A chamada "crise do capital" - se podemos assim tratá-la - no contexto da pandemia do coronavírus apresenta vários aspectos. A crise é de uma dimensão tal que levou o filósofo Esloveno, Slavoj Zizek, a produzir um trabalho recente acerca do assunto, tratando sobre como está crise estaria repercutindo sobre o próprio conceito de Estado, reinventado um "novo comunismo", o que levou nossas autoridades diplomáticas a fazerem chacota com o assunto, sugerindo que o coronavírus era um vírus comunista. O filósofo Mário Sérgio Cortella, em entrevista recente, observa mudanças até mesmo no conceito de riqueza, uma vez que muitos bens tornaram desnecessários ou passaram a perder sua utilidade neste momento. Arrematava ele, filosoficamente, de que de nada adiantaria você, no deserto, com uma sacola cheia de diamantes, quando, na realidade é de água que você está precisando. Numa alusão também às reflexões do sociólogo catalão, Manuel Castells, que faz uma pergunta bastante pertinente: Do que precisamos mesmo? Talvez uns comes e bebes com os amigos na varanda.
É como se perguntássemos aos nossos leitores e leitoras: qual o bem mais importante hoje? Certamente muitos de vocês responderiam: um respirador e um leito de UTI, caso fôssemos acometidos pelo vírus. Mas, o maior desejo de tod@s, hoje, é escapar da contaminação pelo Covid-19, que, no Brasil, vem contaminando e matando numa velocidade assustadora, superando situações como a da própria China, onde, supostamente, tudo começou, avançando sobre as periferias empobrecidas, onde seguir as normas do afastamento social é um procedimento ainda mais difícil de ser observado pelo população.

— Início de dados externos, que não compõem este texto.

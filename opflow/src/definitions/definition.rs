//! Op definitions: a named op body with its declared tags.

use crate::context::OpContext;
use crate::core::{OpOutput, Tags};
use crate::ops::{FnOp, Op};
use std::sync::Arc;

/// A named, reusable unit of work with static declaration-site tags.
///
/// Definitions are immutable once built and are shared between every
/// invocation that refers to them.
#[derive(Debug, Clone)]
pub struct OpDefinition {
    name: String,
    tags: Tags,
    description: Option<String>,
    op: Arc<dyn Op>,
}

impl OpDefinition {
    /// Creates a new definition with no tags.
    #[must_use]
    pub fn new(name: impl Into<String>, op: Arc<dyn Op>) -> Self {
        Self {
            name: name.into(),
            tags: Tags::new(),
            description: None,
            op,
        }
    }

    /// Creates a definition whose body is a plain function.
    #[must_use]
    pub fn from_fn<F>(name: impl Into<String>, func: F) -> Self
    where
        F: Fn(&OpContext) -> OpOutput + Send + Sync + 'static,
    {
        Self::new(name, Arc::new(FnOp::new(func)))
    }

    /// Sets the declared tags.
    #[must_use]
    pub fn with_tags(mut self, tags: impl Into<Tags>) -> Self {
        self.tags = tags.into();
        self
    }

    /// Adds a single declared tag.
    #[must_use]
    pub fn with_tag(mut self, key: impl Into<String>, value: impl Into<String>) -> Self {
        self.tags.insert(key, value);
        self
    }

    /// Sets the description.
    #[must_use]
    pub fn with_description(mut self, description: impl Into<String>) -> Self {
        self.description = Some(description.into());
        self
    }

    /// Returns the definition name.
    #[must_use]
    pub fn name(&self) -> &str {
        &self.name
    }

    /// Returns the declared tags.
    #[must_use]
    pub fn tags(&self) -> &Tags {
        &self.tags
    }

    /// Returns the description, if any.
    #[must_use]
    pub fn description(&self) -> Option<&str> {
        self.description.as_deref()
    }

    /// Returns the op body.
    #[must_use]
    pub fn op(&self) -> &Arc<dyn Op> {
        &self.op
    }
}
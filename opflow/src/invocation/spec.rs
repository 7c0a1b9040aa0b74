//! Invocation specifications: one entry of a pipeline's invocation list.

use crate::core::Tags;
use serde::{Deserialize, Serialize};

/// One use of an op definition inside a pipeline.
///
/// The same definition may be invoked several times as long as each
/// invocation resolves to a distinct identity (its alias, or the definition
/// name when no alias is given).
#[derive(Debug, Clone, PartialEq, Eq, Serialize, Deserialize)]
pub struct InvocationSpec {
    /// Name of the invoked definition.
    pub definition: String,
    /// Alias the invocation is known by within the pipeline.
    #[serde(default, skip_serializing_if = "Option::is_none")]
    pub alias: Option<String>,
    /// Invocation-site tags overriding the definition's declared tags.
    #[serde(default, skip_serializing_if = "Tags::is_empty")]
    pub tags: Tags,
    /// Identities of invocations that must finish before this one runs.
    #[serde(default, skip_serializing_if = "Vec::is_empty")]
    pub depends_on: Vec<String>,
}

impl InvocationSpec {
    /// Creates an unaliased invocation of a definition.
    #[must_use]
    pub fn new(definition: impl Into<String>) -> Self {
        Self {
            definition: definition.into(),
            alias: None,
            tags: Tags::new(),
            depends_on: Vec::new(),
        }
    }

    /// Sets the alias.
    #[must_use]
    pub fn with_alias(mut self, alias: impl Into<String>) -> Self {
        self.alias = Some(alias.into());
        self
    }

    /// Sets the tag overlay.
    #[must_use]
    pub fn with_tags(mut self, tags: impl Into<Tags>) -> Self {
        self.tags = tags.into();
        self
    }

    /// Adds a single overlay tag.
    #[must_use]
    pub fn with_tag(mut self, key: impl Into<String>, value: impl Into<String>) -> Self {
        self.tags.insert(key, value);
        self
    }

    /// Adds an upstream dependency by identity.
    #[must_use]
    pub fn depends_on(mut self, identity: impl Into<String>) -> Self {
        self.depends_on.push(identity.into());
        self
    }

    /// Returns the identity this spec resolves to.
    #[must_use]
    pub fn identity(&self) -> &str {
        self.alias.as_deref().unwrap_or(&self.definition)
    }
}
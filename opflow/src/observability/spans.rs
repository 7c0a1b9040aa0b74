//! Spans and span attributes for runs and invocations.

use crate::core::OpStatus;
use crate::invocation::ResolvedInvocation;
use serde::{Deserialize, Serialize};
use std::collections::HashMap;
use std::time::Instant;
use tracing::{info_span, Span};
use uuid::Uuid;

/// Creates the span a whole run executes in.
#[must_use]
pub fn pipeline_span(pipeline: &str, run_id: Uuid) -> Span {
    info_span!("pipeline", pipeline = %pipeline, run_id = %run_id)
}

/// Creates the span one invocation executes in.
#[must_use]
pub fn op_span(invocation: &ResolvedInvocation) -> Span {
    info_span!(
        "op",
        op = %invocation.identity(),
        definition = %invocation.definition_name(),
    )
}

/// Exportable attributes describing one finished invocation.
#[derive(Debug, Clone, Default, PartialEq, Serialize, Deserialize)]
pub struct OpSpanAttributes {
    /// Invocation identity.
    pub identity: String,
    /// Definition name.
    pub definition: String,
    /// Effective tags.
    pub tags: HashMap<String, String>,
    /// Final status.
    pub status: Option<OpStatus>,
    /// Duration in milliseconds.
    pub duration_ms: Option<f64>,
    /// Error message if failed.
    pub error: Option<String>,
}

impl OpSpanAttributes {
    /// Captures the identity and tags of an invocation.
    #[must_use]
    pub fn for_invocation(invocation: &ResolvedInvocation) -> Self {
        Self {
            identity: invocation.identity().to_string(),
            definition: invocation.definition_name().to_string(),
            tags: invocation.effective_tags().to_hash_map(),
            ..Self::default()
        }
    }

    /// Sets the status.
    #[must_use]
    pub fn with_status(mut self, status: OpStatus) -> Self {
        self.status = Some(status);
        self
    }

    /// Sets the duration.
    #[must_use]
    pub fn with_duration_ms(mut self, duration_ms: f64) -> Self {
        self.duration_ms = Some(duration_ms);
        self
    }

    /// Sets the error.
    #[must_use]
    pub fn with_error(mut self, error: impl Into<String>) -> Self {
        self.error = Some(error.into());
        self
    }

    /// Flattens into OpenTelemetry-style attributes; tags become `op.tag.<key>`.
    #[must_use]
    pub fn to_otel_attributes(&self) -> HashMap<String, String> {
        let mut attrs = HashMap::new();

        attrs.insert("op.identity".to_string(), self.identity.clone());
        attrs.insert("op.definition".to_string(), self.definition.clone());

        for (key, value) in &self.tags {
            attrs.insert(format!("op.tag.{key}"), value.clone());
        }
        if let Some(status) = self.status {
            attrs.insert("op.status".to_string(), status.to_string());
        }
        if let Some(v) = self.duration_ms {
            attrs.insert("op.duration_ms".to_string(), v.to_string());
        }
        if let Some(ref v) = self.error {
            attrs.insert("op.error".to_string(), v.clone());
        }

        attrs
    }
}

/// Measures elapsed wall time.
#[derive(Debug)]
pub struct SpanTimer {
    start: Instant,
}

impl SpanTimer {
    /// Starts a new timer.
    #[must_use]
    pub fn start() -> Self {
        Self {
            start: Instant::now(),
        }
    }

    /// Returns the elapsed time in milliseconds.
    #[must_use]
    pub fn elapsed_ms(&self) -> f64 {
        self.start.elapsed().as_secs_f64() * 1000.0
    }
}
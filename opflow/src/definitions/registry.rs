//! Registry of op definitions keyed by name.

use super::naming::validate_name;
use super::OpDefinition;
use crate::errors::{DuplicateDefinitionError, RegistryError, UnknownDefinitionError};
use indexmap::IndexMap;
use std::sync::Arc;
use tracing::debug;

/// Holds op definitions by name.
///
/// A registry is filled while a pipeline is being authored and only read
/// afterwards; it is handed to the resolver explicitly rather than living in
/// global state.
#[derive(Debug, Clone, Default)]
pub struct DefinitionRegistry {
    definitions: IndexMap<String, Arc<OpDefinition>>,
}

impl DefinitionRegistry {
    /// Creates a new empty registry.
    #[must_use]
    pub fn new() -> Self {
        Self::default()
    }

    /// Registers a definition.
    ///
    /// # Errors
    ///
    /// Returns [`RegistryError::InvalidName`] if the name is not a valid name
    /// and [`RegistryError::DuplicateDefinition`] if it is already taken.
    pub fn register(&mut self, definition: OpDefinition) -> Result<(), RegistryError> {
        validate_name(definition.name())?;

        if self.definitions.contains_key(definition.name()) {
            return Err(DuplicateDefinitionError::new(definition.name()).into());
        }

        debug!(
            definition = %definition.name(),
            tag_count = definition.tags().len(),
            "Registered op definition"
        );
        self.definitions
            .insert(definition.name().to_string(), Arc::new(definition));
        Ok(())
    }

    /// Looks up a definition by name.
    ///
    /// # Errors
    ///
    /// Returns an error if no definition with that name is registered.
    pub fn lookup(&self, name: &str) -> Result<Arc<OpDefinition>, UnknownDefinitionError> {
        self.definitions
            .get(name)
            .cloned()
            .ok_or_else(|| UnknownDefinitionError::new(name))
    }

    /// Returns true if a definition with the name is registered.
    #[must_use]
    pub fn contains(&self, name: &str) -> bool {
        self.definitions.contains_key(name)
    }

    /// Returns registered names in registration order.
    #[must_use]
    pub fn names(&self) -> Vec<&str> {
        self.definitions.keys().map(String::as_str).collect()
    }

    /// Returns the number of registered definitions.
    #[must_use]
    pub fn len(&self) -> usize {
        self.definitions.len()
    }

    /// Returns true if nothing is registered.
    #[must_use]
    pub fn is_empty(&self) -> bool {
        self.definitions.is_empty()
    }
}
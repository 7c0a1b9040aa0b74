//! Op output type with factory methods.

use super::OpStatus;
use serde::{Deserialize, Serialize};
use std::collections::HashMap;

/// The output of one op execution.
#[derive(Debug, Clone, PartialEq, Serialize, Deserialize)]
pub struct OpOutput {
    /// The status of the execution.
    pub status: OpStatus,

    /// The output data (for successful executions).
    #[serde(default, skip_serializing_if = "Option::is_none")]
    pub data: Option<HashMap<String, serde_json::Value>>,

    /// Additional metadata.
    #[serde(default, skip_serializing_if = "HashMap::is_empty")]
    pub metadata: HashMap<String, serde_json::Value>,

    /// Error message (for failed executions).
    #[serde(default, skip_serializing_if = "Option::is_none")]
    pub error: Option<String>,

    /// Skip reason (for skipped executions).
    #[serde(default, skip_serializing_if = "Option::is_none")]
    pub skip_reason: Option<String>,

    /// Cancel reason (for cancelled executions).
    #[serde(default, skip_serializing_if = "Option::is_none")]
    pub cancel_reason: Option<String>,
}

impl Default for OpOutput {
    fn default() -> Self {
        Self::ok_empty()
    }
}

impl OpOutput {
    fn with_status(status: OpStatus) -> Self {
        Self {
            status,
            data: None,
            metadata: HashMap::new(),
            error: None,
            skip_reason: None,
            cancel_reason: None,
        }
    }

    /// Creates a successful output with data.
    #[must_use]
    pub fn ok(data: HashMap<String, serde_json::Value>) -> Self {
        Self {
            data: Some(data),
            ..Self::with_status(OpStatus::Ok)
        }
    }

    /// Creates a successful output with no data.
    #[must_use]
    pub fn ok_empty() -> Self {
        Self::with_status(OpStatus::Ok)
    }

    /// Creates a successful output with a single value.
    #[must_use]
    pub fn ok_value(key: impl Into<String>, value: serde_json::Value) -> Self {
        let mut data = HashMap::new();
        data.insert(key.into(), value);
        Self::ok(data)
    }

    /// Creates a skip output with a reason.
    #[must_use]
    pub fn skip(reason: impl Into<String>) -> Self {
        Self {
            skip_reason: Some(reason.into()),
            ..Self::with_status(OpStatus::Skip)
        }
    }

    /// Creates a cancel output with a reason.
    #[must_use]
    pub fn cancel(reason: impl Into<String>) -> Self {
        Self {
            cancel_reason: Some(reason.into()),
            ..Self::with_status(OpStatus::Cancel)
        }
    }

    /// Creates a failed output with an error message.
    #[must_use]
    pub fn fail(error: impl Into<String>) -> Self {
        Self {
            error: Some(error.into()),
            ..Self::with_status(OpStatus::Fail)
        }
    }

    /// Adds a metadata entry.
    #[must_use]
    pub fn add_metadata(mut self, key: impl Into<String>, value: serde_json::Value) -> Self {
        self.metadata.insert(key.into(), value);
        self
    }

    /// Returns true if the output indicates success.
    #[must_use]
    pub fn is_success(&self) -> bool {
        self.status.is_success()
    }

    /// Returns true if the output indicates failure.
    #[must_use]
    pub fn is_failure(&self) -> bool {
        self.status.is_failure()
    }

    /// Gets a value from the output data.
    #[must_use]
    pub fn get(&self, key: &str) -> Option<&serde_json::Value> {
        self.data.as_ref().and_then(|d| d.get(key))
    }

    /// Returns the data, or an empty map if none was produced.
    #[must_use]
    pub fn data_or_empty(&self) -> HashMap<String, serde_json::Value> {
        self.data.clone().unwrap_or_default()
    }
}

Mas, como antecipamos, esses editoriais integram uma série, onde o financiamento da saúde pública, certamente, terá o seu espaço. No próximo editorial, ainda sobre essa temática do mundo do trabalho no pós-coronavírus, voltaremos a esse debate, ancorados teoricamente nas reflexões do antropólogo David Graeber, com sua famosa tese sobre os "trabalhos de merda", e, naturalmente, tecendo algumas considerações sobre os chamados "trabalhadores essenciais." Quem, de fato, são esses trabalhadores? Aqueles que podem ficar em casa, trabalhando através do sistema de home office ou aqueles que estão na linda de frente de exposição aos vírus, como garis, entregadores, médicos, enfermeiros, policiais?